I validated my domain names using the AWS Certificate Manager (ACM) managed renewal process, but the status is still pending validation

Last updated: 2019-05-07

I validated my domain using the AWS Certificate Manager (ACM) managed renewal process, but the status is still "Pending validation." What can I do to resolve this?

Short Description

ACM tries to automatically renew your ACM certificates 60 days before it expires. To confirm if a domain is validated, expand the certificate's details in the AWS Certificate Manager console, or use the describe-certificate command in the AWS Command Line Interface (AWS CLI). If ACM can't automatically validate one or more domain names in the certificate, the renewal status is "Pending validation."

This can happen because:

  • Not all the domains listed in the ACM certificate are validated.
  • The automatic validation failed.
  • The managed renewal process is asynchronous.
  • The original certificate expired.

Resolution

Not all the domains listed in the ACM certificate are validated

If you validate domains manually, each domain included in the ACM certificate must be validated.
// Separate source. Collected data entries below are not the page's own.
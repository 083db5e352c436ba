//! Record lifecycle: the Active/SoftDeleted state machine and audit stamps.
//!
//! Every stored record goes through the same two states:
//!
//! ```text
//!            set_status(true)
//!   Active ───────────────────▶ SoftDeleted ──── delete ───▶ (removed)
//!          ◀───────────────────
//!            set_status(false)
//! ```
//!
//! Hard removal is only legal from [`Status::SoftDeleted`].

use chrono::{DateTime, Utc};
use serde::{Deserialize, Serialize};

use crate::id::UserId;

/// UTC timestamp used for audit fields.
pub type Timestamp = DateTime<Utc>;

/// Lifecycle state of a stored record.
#[derive(Debug, Clone, Copy, PartialEq, Eq, Hash, Serialize, Deserialize)]
#[serde(rename_all = "snake_case")]
pub enum Status {
    Active,
    SoftDeleted,
}

impl Status {
    /// Map the stored `is_deleted` flag to a state.
    #[must_use]
    pub const fn from_deleted(deleted: bool) -> Self {
        if deleted {
            Self::SoftDeleted
        } else {
            Self::Active
        }
    }

    #[must_use]
    pub const fn is_deleted(self) -> bool {
        matches!(self, Self::SoftDeleted)
    }
}

/// Soft-delete flag plus creator/updater stamps carried by every record.
#[derive(Debug, Clone, PartialEq, Eq, Serialize, Deserialize)]
#[serde(rename_all = "camelCase")]
pub struct Lifecycle {
    pub is_deleted: bool,
    pub created: Timestamp,
    pub created_by: UserId,
    pub last_updated: Timestamp,
    pub last_updated_by: UserId,
}

impl Lifecycle {
    /// Stamps for a record created by `user` at `at`. New records are active.
    #[must_use]
    pub fn created(user: UserId, at: Timestamp) -> Self {
        Self {
            is_deleted: false,
            created: at,
            created_by: user,
            last_updated: at,
            last_updated_by: user,
        }
    }

    #[must_use]
    pub const fn status(&self) -> Status {
        Status::from_deleted(self.is_deleted)
    }

    /// Record that `user` modified the record at `at`.
    pub fn touch(&mut self, user: UserId, at: Timestamp) {
        self.last_updated = at;
        self.last_updated_by = user;
    }

    /// Move to `status`, stamping the updater only when the state changes.
    ///
    /// Returns `true` when a transition happened.
    pub fn transition(&mut self, status: Status, user: UserId, at: Timestamp) -> bool {
        if self.status() == status {
            return false;
        }
        self.is_deleted = status.is_deleted();
        self.touch(user, at);
        true
    }

    /// Whether the record may be removed permanently.
    #[must_use]
    pub const fn is_removable(&self) -> bool {
        self.status().is_deleted()
    }
}

#[cfg(test)]
mod tests {
    use super::*;
    use chrono::Duration;

    fn stamps() -> Lifecycle {
        Lifecycle::created(UserId::new(1), Utc::now())
    }

    #[test]
    fn should_start_active_with_creator_as_updater() {
        let lifecycle = stamps();
        assert_eq!(lifecycle.status(), Status::Active);
        assert_eq!(lifecycle.created_by, lifecycle.last_updated_by);
        assert_eq!(lifecycle.created, lifecycle.last_updated);
        assert!(!lifecycle.is_removable());
    }

    #[test]
    fn should_stamp_updater_when_status_changes() {
        let mut lifecycle = stamps();
        let later = lifecycle.last_updated + Duration::seconds(5);

        let changed = lifecycle.transition(Status::SoftDeleted, UserId::new(9), later);

        assert!(changed);
        assert!(lifecycle.is_deleted);
        assert!(lifecycle.is_removable());
        assert_eq!(lifecycle.last_updated, later);
        assert_eq!(lifecycle.last_updated_by, UserId::new(9));
    }

    #[test]
    fn should_leave_stamps_untouched_when_status_already_matches() {
        let mut lifecycle = stamps();
        let before = lifecycle.clone();

        let changed = lifecycle.transition(
            Status::Active,
            UserId::new(2),
            before.last_updated + Duration::seconds(1),
        );

        assert!(!changed);
        assert_eq!(lifecycle, before);
    }

    #[test]
    fn should_restore_soft_deleted_record() {
        let mut lifecycle = stamps();
        let now = lifecycle.created;
        lifecycle.transition(Status::SoftDeleted, UserId::new(1), now);
        lifecycle.transition(Status::Active, UserId::new(1), now);
        assert_eq!(lifecycle.status(), Status::Active);
    }

    #[test]
    fn should_serialize_flag_as_is_deleted() {
        let json = serde_json::to_value(stamps()).unwrap();
        assert_eq!(json["isDeleted"], false);
        assert_eq!(json["createdBy"], 1);
    }
}
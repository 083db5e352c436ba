//! Common error types used across the workspace.
//!
//! Each layer defines its own typed errors and converts into
//! [`HiveKeepError`] via `From`, so services can propagate with `?`.

use std::fmt;

/// Top-level error returned by application services and ports.
#[derive(Debug, thiserror::Error)]
pub enum HiveKeepError {
    /// A request failed field validation.
    #[error("validation error: {0}")]
    Validation(#[from] ValidationError),

    /// The requested record (or its parent) does not exist.
    #[error("{0}")]
    NotFound(#[from] NotFoundError),

    /// A uniqueness or lifecycle rule would be violated.
    #[error("{0}")]
    Conflict(#[from] ConflictError),

    /// The storage backend failed.
    #[error("storage error")]
    Storage(#[source] Box<dyn std::error::Error + Send + Sync>),
}

/// Field-level validation failures.
#[derive(Debug, Clone, PartialEq, Eq, thiserror::Error)]
pub enum ValidationError {
    /// A text field is shorter or longer than allowed.
    #[error("{field} must be between {min} and {max} characters long")]
    Length {
        field: &'static str,
        min: usize,
        max: usize,
    },

    /// A text field must have an exact length.
    #[error("{field} must be exactly {len} characters long")]
    ExactLength { field: &'static str, len: usize },

    /// A price was negative or not a finite number.
    #[error("price must be a non-negative number")]
    InvalidPrice,

    /// An identifier could not be parsed.
    #[error("invalid identifier {0:?}")]
    InvalidId(String),

    /// A deleted-status flag was neither `true` nor `false`.
    #[error("invalid deleted status {0:?}")]
    InvalidStatus(String),

    /// The request body could not be decoded.
    #[error("malformed request body: {0}")]
    MalformedBody(String),
}

/// A record looked up by id does not exist.
#[derive(Debug, Clone, PartialEq, Eq, thiserror::Error)]
#[error("{entity} {id} not found")]
pub struct NotFoundError {
    pub entity: &'static str,
    pub id: String,
}

impl NotFoundError {
    /// Build a not-found error for `entity` with the given id.
    #[must_use]
    pub fn new(entity: &'static str, id: impl fmt::Display) -> Self {
        Self {
            entity,
            id: id.to_string(),
        }
    }
}

/// Reasons a write is refused because of the current stored state.
#[derive(Debug, Clone, PartialEq, Eq, thiserror::Error)]
pub enum ConflictError {
    /// Another record of the same kind already uses this code.
    #[error("{entity} with code {code:?} already exists")]
    DuplicateCode { entity: &'static str, code: String },

    /// Hard delete attempted on a record that is still active.
    #[error("{entity} {id} must be marked as deleted before it can be removed")]
    NotSoftDeleted { entity: &'static str, id: String },

    /// Hard delete attempted on a record that other records still reference.
    #[error("{entity} {id} is still referenced by other records")]
    InUse { entity: &'static str, id: String },
}
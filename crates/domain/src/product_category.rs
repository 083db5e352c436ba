//! Product category: a grouping of catalogue products.

use serde::{Deserialize, Serialize};

use crate::error::ValidationError;
use crate::id::ProductCategoryId;
use crate::lifecycle::Lifecycle;
use crate::record::{Draft, Record, Root, UpdateRequest, checks};

#[derive(Debug, Clone, PartialEq, Serialize, Deserialize)]
#[serde(rename_all = "camelCase")]
pub struct ProductCategory {
    pub id: ProductCategoryId,
    pub name: String,
    pub code: String,
    pub description: Option<String>,
    #[serde(flatten)]
    pub lifecycle: Lifecycle,
}

#[derive(Debug, Clone, PartialEq, Eq, Serialize, Deserialize)]
#[serde(rename_all = "camelCase")]
pub struct UpdateProductCategoryRequest {
    pub name: String,
    pub code: String,
    #[serde(default)]
    pub description: Option<String>,
}

impl UpdateProductCategoryRequest {
    #[must_use]
    pub fn new(name: impl Into<String>, code: impl Into<String>) -> Self {
        Self {
            name: name.into(),
            code: code.into(),
            description: None,
        }
    }

    #[must_use]
    pub fn with_description(mut self, description: impl Into<String>) -> Self {
        self.description = Some(description.into());
        self
    }
}

impl UpdateRequest for UpdateProductCategoryRequest {
    fn code(&self) -> &str {
        &self.code
    }

    fn validate(&self) -> Result<(), ValidationError> {
        checks::length("name", &self.name, 1, 60)?;
        checks::length("code", &self.code, 1, 10)?;
        checks::optional_length("description", self.description.as_deref(), 300)
    }
}

/// Category row in listings, with the number of products filed under it.
#[derive(Debug, Clone, PartialEq, Eq, Serialize, Deserialize)]
#[serde(rename_all = "camelCase")]
pub struct ProductCategoryListItem {
    pub id: ProductCategoryId,
    pub name: String,
    pub code: String,
    pub is_deleted: bool,
    pub product_count: u64,
}

impl Record for ProductCategory {
    const KIND: &'static str = "ProductCategory";

    type Id = ProductCategoryId;
    type Parent = Root;
    type Request = UpdateProductCategoryRequest;
    type ListItem = ProductCategoryListItem;
    type ChildCount = u64;

    fn id(&self) -> ProductCategoryId {
        self.id
    }

    fn code(&self) -> &str {
        &self.code
    }

    fn parent(&self) -> Root {
        Root
    }

    fn lifecycle(&self) -> &Lifecycle {
        &self.lifecycle
    }

    fn lifecycle_mut(&mut self) -> &mut Lifecycle {
        &mut self.lifecycle
    }

    fn from_draft(id: ProductCategoryId, draft: Draft<Self>) -> Self {
        Self {
            id,
            name: draft.request.name,
            code: draft.request.code,
            description: draft.request.description,
            lifecycle: draft.lifecycle,
        }
    }

    fn apply(&mut self, request: UpdateProductCategoryRequest) {
        self.name = request.name;
        self.code = request.code;
        self.description = request.description;
    }

    fn into_list_item(self, product_count: u64) -> ProductCategoryListItem {
        ProductCategoryListItem {
            id: self.id,
            name: self.name,
            code: self.code,
            is_deleted: self.lifecycle.is_deleted,
            product_count,
        }
    }
}
//! Hive: a top-level storage location.

use serde::{Deserialize, Serialize};

use crate::error::ValidationError;
use crate::id::HiveId;
use crate::lifecycle::Lifecycle;
use crate::record::{Draft, Record, Root, UpdateRequest, checks};

/// A storage location that owns [`HiveSection`](crate::hive_section::HiveSection)s.
#[derive(Debug, Clone, PartialEq, Serialize, Deserialize)]
#[serde(rename_all = "camelCase")]
pub struct Hive {
    pub id: HiveId,
    pub name: String,
    pub code: String,
    pub address: String,
    #[serde(flatten)]
    pub lifecycle: Lifecycle,
}

/// Fields a caller may set when creating or updating a hive.
#[derive(Debug, Clone, PartialEq, Eq, Serialize, Deserialize)]
#[serde(rename_all = "camelCase")]
pub struct UpdateHiveRequest {
    pub name: String,
    pub code: String,
    #[serde(default)]
    pub address: String,
}

impl UpdateHiveRequest {
    #[must_use]
    pub fn new(name: impl Into<String>, code: impl Into<String>) -> Self {
        Self {
            name: name.into(),
            code: code.into(),
            address: String::new(),
        }
    }

    #[must_use]
    pub fn with_address(mut self, address: impl Into<String>) -> Self {
        self.address = address.into();
        self
    }
}

impl UpdateRequest for UpdateHiveRequest {
    fn code(&self) -> &str {
        &self.code
    }

    fn validate(&self) -> Result<(), ValidationError> {
        checks::length("name", &self.name, 4, 60)?;
        checks::exact_length("code", &self.code, 5)?;
        checks::length("address", &self.address, 0, 300)
    }
}

/// Hive row in listings, with the number of sections it owns.
#[derive(Debug, Clone, PartialEq, Eq, Serialize, Deserialize)]
#[serde(rename_all = "camelCase")]
pub struct HiveListItem {
    pub id: HiveId,
    pub name: String,
    pub code: String,
    pub is_deleted: bool,
    pub hive_section_count: u64,
}

impl Record for Hive {
    const KIND: &'static str = "Hive";

    type Id = HiveId;
    type Parent = Root;
    type Request = UpdateHiveRequest;
    type ListItem = HiveListItem;
    type ChildCount = u64;

    fn id(&self) -> HiveId {
        self.id
    }

    fn code(&self) -> &str {
        &self.code
    }

    fn parent(&self) -> Root {
        Root
    }

    fn lifecycle(&self) -> &Lifecycle {
        &self.lifecycle
    }

    fn lifecycle_mut(&mut self) -> &mut Lifecycle {
        &mut self.lifecycle
    }

    fn from_draft(id: HiveId, draft: Draft<Self>) -> Self {
        let UpdateHiveRequest {
            name,
            code,
            address,
        } = draft.request;
        Self {
            id,
            name,
            code,
            address,
            lifecycle: draft.lifecycle,
        }
    }

    fn apply(&mut self, request: UpdateHiveRequest) {
        self.name = request.name;
        self.code = request.code;
        self.address = request.address;
    }

    fn into_list_item(self, hive_section_count: u64) -> HiveListItem {
        HiveListItem {
            id: self.id,
            name: self.name,
            code: self.code,
            is_deleted: self.lifecycle.is_deleted,
            hive_section_count,
        }
    }
}

#[cfg(test)]
mod tests {
    use super::*;
    use crate::id::UserId;
    use chrono::Utc;

    fn stored() -> Hive {
        Hive::from_draft(
            HiveId::new(1),
            Draft {
                parent: Root,
                request: UpdateHiveRequest::new("North Hive", "NORTH").with_address("1 Main St"),
                lifecycle: Lifecycle::created(UserId::new(1), Utc::now()),
            },
        )
    }

    #[test]
    fn should_accept_valid_request() {
        let request = UpdateHiveRequest::new("North Hive", "NORTH");
        assert!(request.validate().is_ok());
    }

    #[test]
    fn should_reject_code_that_is_not_five_characters() {
        let request = UpdateHiveRequest::new("North Hive", "NOR");
        assert_eq!(
            request.validate(),
            Err(ValidationError::ExactLength {
                field: "code",
                len: 5
            })
        );
    }

    #[test]
    fn should_reject_short_name() {
        let request = UpdateHiveRequest::new("N", "NORTH");
        assert!(matches!(
            request.validate(),
            Err(ValidationError::Length { field: "name", .. })
        ));
    }

    #[test]
    fn should_copy_request_fields_when_materialised() {
        let hive = stored();
        assert_eq!(hive.name, "North Hive");
        assert_eq!(hive.code, "NORTH");
        assert_eq!(hive.address, "1 Main St");
        assert!(!hive.lifecycle.is_deleted);
    }

    #[test]
    fn should_overwrite_only_request_fields_when_applied() {
        let mut hive = stored();
        let lifecycle = hive.lifecycle.clone();

        hive.apply(UpdateHiveRequest::new("South Hive", "SOUTH"));

        assert_eq!(hive.id, HiveId::new(1));
        assert_eq!(hive.name, "South Hive");
        assert_eq!(hive.code, "SOUTH");
        assert_eq!(hive.address, "");
        assert_eq!(hive.lifecycle, lifecycle);
    }

    #[test]
    fn should_serialize_with_camel_case_and_flattened_lifecycle() {
        let json = serde_json::to_value(stored()).unwrap();
        assert_eq!(json["code"], "NORTH");
        assert_eq!(json["isDeleted"], false);
        assert!(json.get("lifecycle").is_none());
    }

    #[test]
    fn should_carry_section_count_in_list_item() {
        let item = stored().into_list_item(3);
        assert_eq!(item.hive_section_count, 3);
        assert_eq!(item.code, "NORTH");
    }
}
//! Storage-specific error type wrapping sqlx errors.

use hivekeep_domain::error::{ConflictError, HiveKeepError};

/// Errors originating from the `SQLite` storage layer.
#[derive(Debug, thiserror::Error)]
pub enum StorageError {
    /// A query or connection failed.
    #[error("database error")]
    Database(#[from] sqlx::Error),

    /// Failed to run migrations.
    #[error("migration error")]
    Migration(#[from] sqlx::migrate::MigrateError),
}

impl From<StorageError> for HiveKeepError {
    fn from(err: StorageError) -> Self {
        Self::Storage(Box::new(err))
    }
}

/// Schema constraint that rejected a write.
#[derive(Debug, Clone, Copy, PartialEq, Eq)]
pub(crate) enum Violation {
    Unique,
    ForeignKey,
}

/// Classify `err` as a constraint violation, if it is one.
pub(crate) fn violation(err: &sqlx::Error) -> Option<Violation> {
    let sqlx::Error::Database(db) = err else {
        return None;
    };
    if db.is_unique_violation() {
        Some(Violation::Unique)
    } else if db.is_foreign_key_violation() {
        Some(Violation::ForeignKey)
    } else {
        None
    }
}

/// Map a failed insert/update: a unique violation means the code is taken.
pub(crate) fn on_write(err: sqlx::Error, entity: &'static str, code: &str) -> HiveKeepError {
    match violation(&err) {
        Some(Violation::Unique) => ConflictError::DuplicateCode {
            entity,
            code: code.to_string(),
        }
        .into(),
        _ => StorageError::from(err).into(),
    }
}

/// Map a failed delete: a foreign-key violation means children still exist.
pub(crate) fn on_remove(err: sqlx::Error, entity: &'static str, id: i64) -> HiveKeepError {
    match violation(&err) {
        Some(Violation::ForeignKey) => ConflictError::InUse {
            entity,
            id: id.to_string(),
        }
        .into(),
        _ => StorageError::from(err).into(),
    }
}
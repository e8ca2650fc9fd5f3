//! Deterministic simulation module
//!
//! All gameplay logic lives here. This module must be pure and deterministic:
//! - Integer positions only
//! - Seeded RNG only
//! - No rendering or platform dependencies

pub mod collision;
pub mod pong;
pub mod snake;

pub use collision::Rect;
pub use pong::{Ball, Paddle, PongPhase, PongState, Side, dy_scale};
pub use snake::{Direction, Snake, SnakePhase, SnakeState, Target, advance_time, out_of_bounds, playfield};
If you use email validation, a set of validation emails is sent for each domain, and you must complete the steps included in these emails to validate the domains. Follow the instructions to Use Email to Validate Domain Ownership.

The automatic validation failed

If ACM can't automatically validate a domain, you must validate the domains manually.

If you originally used DNS validation to validate your domain(s), AWS sends an email notification to the email address associated with your account to notify you that ACM was unable to renew your certificate. This might be caused by a missing CNAME record from your DNS configuration. For more information, see Use DNS to Validate Domain Ownership.

The managed renewal process is asynchronous

It may take up to a few hours for ACM to obtain the new certificate. During this time, the status in the ACM console remains "Pending validation".

If the update is delayed, the domain's validation status in the AWS Certificate Manager console is "Success" and the certificate's renewal status is "Pending validation."

The original certificate expired

If the original email-validated ACM certificate expires, the certificate status changes from "Issued" to "Pending validation." You must validate the domain within 72 hours, or the renewal status changes from "Pending validation" to "Failed." If the renewal fails, you must request another certificate for the domains.